Redakcja Bieganie.pl
Zwycięski gest na przełajach w Olszynie
Co się stało, że po tylu latach postanowiłeś zmienić trenera?
Aż od siódmej klasy szkoły podstawowej przez 8 lat miałem trenera w Płocku. Gdy trener Marek Zarychta zmarł, byłem na trzecim roku młodzieżowca. Szło nam super, mimo że w międzyczasie poszedłem na studia na AWF do Warszawy i te wszystkie tańce, gry i zabawy, boks, gimnastyka zatrzymały moją karierę (śmiech) Na szczęście później było już dobrze. Załapałem się na Mistrzostwa Europy i zacząłem osiągać wyniki na niezłym poziomie. Czułem, że muszę więc znaleźć trenera tu na miejscu, w Warszawie. Przez cztery lata trenowaliśmy razem z trenerem Markiem Jakubowskim. Niestety, bez większych rezultatów.
W zeszłym roku po Mistrzostwach Polski zdecydowałem, że będę trenował sam. Zmieniłem zupełnie trening. Jak wspomniałem, jestem po AWF-ie – po studiach trenerskich, więc pojęcie z fizjologii i z teorii treningu mam. Choć pozostał dylemat. Zawsze byłem przeciwny trenowaniu samemu. Patrząc na innych zawodników, którzy tak trenowali, widziałem, że często nie mieli oszałamiających wyników, chyba nie umieli spojrzeć na siebie obiektywnie z boku. Ale mimo to postanowiłem spróbować i po kilku miesiącach w Irlandii, na atestowanej trasie 5 km pobiegłem 13:59. To już niezły wynik. Późniejsze przełajowe Mistrzostwa Polski też udowodniły, że pobiegłem dobrą drogą. W zimę zadecydowałem, że jak mi będzie dobrze szło treningowo, to spróbuję wreszcie maratonu. I w moim mniemaniu rozpocząłem przygotowania pod tym kątem. Biegałem naprawdę duży kilometraż, przekraczałem regularnie 200 km tygodniowo. Wydawało mi się, że pierwszy maraton można przebiec właśnie trenując jak na bieżni. Robiłem trening stricte maratoński, chociaż jak mówi mój aktualny trener, to był tylko wstęp. Już wiem, że nawet na pierwszy maraton na wysokim poziomie trzeba być bardzo dobrze przygotowanym, bo można go okupić zdrowiem.

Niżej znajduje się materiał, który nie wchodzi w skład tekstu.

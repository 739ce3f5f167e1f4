//! # Authentication Middleware
//!
//! Resolves the acting user of a request from its bearer token.
//!
//! ## Token Format
//!
//! ```text
//! Bearer {actor_id}:{secret}   — when AUTH_TOKEN is configured
//! Bearer {actor_id}            — when no secret is configured (development)
//! ```
//!
//! Requests without an `Authorization` header proceed anonymously. Command
//! handlers then answer with the interpreter's login-required responses,
//! and mutating REST handlers reject with 401.

use axum::extract::Request;
use axum::http::request::Parts;
use axum::http::{header, StatusCode};
use axum::middleware::Next;
use axum::response::{IntoResponse, Response};
use axum::Json;
use subtle::ConstantTimeEq;

use nebula_core::ActorId;

use crate::error::{AppError, ErrorBody, ErrorDetail};

// ── CallerIdentity ──────────────────────────────────────────────────────────

/// The acting user of a request, injected into request extensions by
/// [`auth_middleware`].
#[derive(Debug, Clone, PartialEq, Eq, Default)]
pub struct CallerIdentity {
    /// `None` for anonymous requests.
    pub actor: Option<ActorId>,
}

impl CallerIdentity {
    pub fn anonymous() -> Self {
        Self { actor: None }
    }

    /// The actor, or 401 for anonymous callers.
    pub fn require_actor(&self) -> Result<&ActorId, AppError> {
        self.actor
            .as_ref()
            .ok_or_else(|| AppError::Unauthorized("a logged-in actor is required".into()))
    }
}

impl<S: Send + Sync> axum::extract::FromRequestParts<S> for CallerIdentity {
    type Rejection = AppError;

    async fn from_request_parts(parts: &mut Parts, _state: &S) -> Result<Self, Self::Rejection> {
        parts
            .extensions
            .get::<CallerIdentity>()
            .cloned()
            .ok_or_else(|| AppError::Unauthorized("no caller identity in request context".into()))
    }
}

// ── Auth Configuration ──────────────────────────────────────────────────────

/// Auth configuration injected into request extensions.
///
/// Custom `Debug` redacts the secret.
#[derive(Clone, Default)]
pub struct AuthConfig {
    pub secret: Option<String>,
}

impl std::fmt::Debug for AuthConfig {
    fn fmt(&self, f: &mut std::fmt::Formatter<'_>) -> std::fmt::Result {
        f.debug_struct("AuthConfig")
            .field("secret", &self.secret.as_ref().map(|_| "[REDACTED]"))
            .finish()
    }
}

// ── Token Validation ────────────────────────────────────────────────────────

/// Constant-time comparison of secrets.
fn constant_time_eq(provided: &str, expected: &str) -> bool {
    let provided = provided.as_bytes();
    let expected = expected.as_bytes();
    if provided.len() != expected.len() {
        // Dummy comparison to keep timing independent of the length match.
        let _ = expected.ct_eq(expected);
        return false;
    }
    provided.ct_eq(expected).into()
}

/// Parse a bearer token into the caller's identity.
pub fn parse_bearer_token(provided: &str, secret: Option<&str>) -> Result<CallerIdentity, String> {
    let (actor, presented) = match provided.split_once(':') {
        Some((actor, presented)) => (actor, Some(presented)),
        None => (provided, None),
    };

    if let Some(expected) = secret {
        match presented {
            Some(presented) if constant_time_eq(presented, expected) => {}
            Some(_) => return Err("invalid bearer token".into()),
            None => return Err("invalid token format, expected {actor_id}:{secret}".into()),
        }
    }

    let actor = ActorId::new(actor).map_err(|e| format!("invalid actor: {e}"))?;
    Ok(CallerIdentity { actor: Some(actor) })
}

// ── Middleware ───────────────────────────────────────────────────────────────

/// Resolve the caller from the `Authorization` header and inject a
/// [`CallerIdentity`] into request extensions.
pub async fn auth_middleware(mut request: Request, next: Next) -> Response {
    let config = request
        .extensions()
        .get::<AuthConfig>()
        .cloned()
        .unwrap_or_default();

    let auth_header = request
        .headers()
        .get(header::AUTHORIZATION)
        .and_then(|v| v.to_str().ok());

    let identity = match auth_header {
        None => CallerIdentity::anonymous(),
        Some(value) => match value.strip_prefix("Bearer ") {
            Some(token) => match parse_bearer_token(token.trim(), config.secret.as_deref()) {
                Ok(identity) => identity,
                Err(msg) => {
                    tracing::warn!(reason = %msg, "authentication failed: invalid bearer token");
                    return unauthorized_response(&msg);
                }
            },
            None => {
                tracing::warn!("authentication failed: non-Bearer authorization scheme");
                return unauthorized_response("authorization header must use Bearer scheme");
            }
        },
    };

    request.extensions_mut().insert(identity);
    next.run(request).await
}

fn unauthorized_response(message: &str) -> Response {
    let body = ErrorBody {
        error: ErrorDetail {
            code: "UNAUTHORIZED".to_string(),
            message: message.to_string(),
            details: None,
        },
    };
    (StatusCode::UNAUTHORIZED, Json(body)).into_response()
}

#[cfg(test)]
mod tests {
    use super::*;
    use axum::body::Body;
    use axum::http::Request;
    use axum::middleware::from_fn;
    use axum::routing::get;
    use axum::Router;
    use http_body_util::BodyExt;
    use tower::ServiceExt;

    fn test_app(secret: Option<&str>) -> Router {
        let auth_config = AuthConfig {
            secret: secret.map(str::to_string),
        };
        Router::new()
            .route(
                "/whoami",
                get(|caller: CallerIdentity| async move {
                    caller
                        .actor
                        .map(|a| a.to_string())
                        .unwrap_or_else(|| "anonymous".into())
                }),
            )
            .layer(from_fn(auth_middleware))
            .layer(axum::Extension(auth_config))
    }

    async fn whoami(app: Router, header: Option<&str>) -> (StatusCode, String) {
        let mut builder = Request::builder().uri("/whoami");
        if let Some(value) = header {
            builder = builder.header("authorization", value);
        }
        let response = app.oneshot(builder.body(Body::empty()).unwrap()).await.unwrap();
        let status = response.status();
        let bytes = response.into_body().collect().await.unwrap().to_bytes();
        (status, String::from_utf8(bytes.to_vec()).unwrap())
    }

    #[test]
    fn token_with_secret() {
        let identity = parse_bearer_token("user1:s3cret", Some("s3cret")).unwrap();
        assert_eq!(identity.actor.unwrap().as_str(), "user1");
        assert!(parse_bearer_token("user1:wrong", Some("s3cret")).is_err());
        assert!(parse_bearer_token("user1", Some("s3cret")).is_err());
    }

    #[test]
    fn token_without_secret_is_the_actor() {
        let identity = parse_bearer_token("user4", None).unwrap();
        assert_eq!(identity.actor.unwrap().as_str(), "user4");
        assert!(parse_bearer_token("", None).is_err());
    }

    #[test]
    fn debug_redacts_secret() {
        let config = AuthConfig {
            secret: Some("s3cret".into()),
        };
        assert!(!format!("{config:?}").contains("s3cret"));
    }

    #[tokio::test]
    async fn missing_header_is_anonymous() {
        let (status, body) = whoami(test_app(Some("s3cret")), None).await;
        assert_eq!(status, StatusCode::OK);
        assert_eq!(body, "anonymous");
    }

    #[tokio::test]
    async fn valid_token_resolves_actor() {
        let (status, body) = whoami(test_app(Some("s3cret")), Some("Bearer user2:s3cret")).await;
        assert_eq!(status, StatusCode::OK);
        assert_eq!(body, "user2");
    }

    #[tokio::test]
    async fn wrong_secret_is_rejected() {
        let (status, body) = whoami(test_app(Some("s3cret")), Some("Bearer user2:nope")).await;
        assert_eq!(status, StatusCode::UNAUTHORIZED);
        assert!(body.contains("UNAUTHORIZED"));
    }

    #[tokio::test]
    async fn basic_scheme_is_rejected() {
        let (status, _) = whoami(test_app(None), Some("Basic dXNlcjE6cHc=")).await;
        assert_eq!(status, StatusCode::UNAUTHORIZED);
    }
}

Z takich, w moim pojęciu, maratońskich przygotowań, niemal z marszu, wystartowałem w przełajach. Gdy je wygrałem, byłem mocno zaskoczony, trzy dni biłem się z myślami, co tu dalej zrobić? Samemu spróbować przygotować się do maratonu? Ale czułem, że jest mi potrzebny ktoś z większym od mojego doświadczeniem.
Mam 27 lat, zaraz 28, więc na eksperymenty jest już mało czasu. Postanowiłem więc, że pójdę do trenera Gajdusa, poprosić go o pomoc. Zgodził się na współpracę od razu. Ustaliliśmy sobie, że będzie trwała do Igrzysk, co by się nie działo. Musi być dłuższa, bo od razu cudów nie będzie. Cały organizm trzeba przestawić na inne obroty, przygotować się stopniowo do wyczynu, tak żeby na Igrzyskach pobiec 2:10.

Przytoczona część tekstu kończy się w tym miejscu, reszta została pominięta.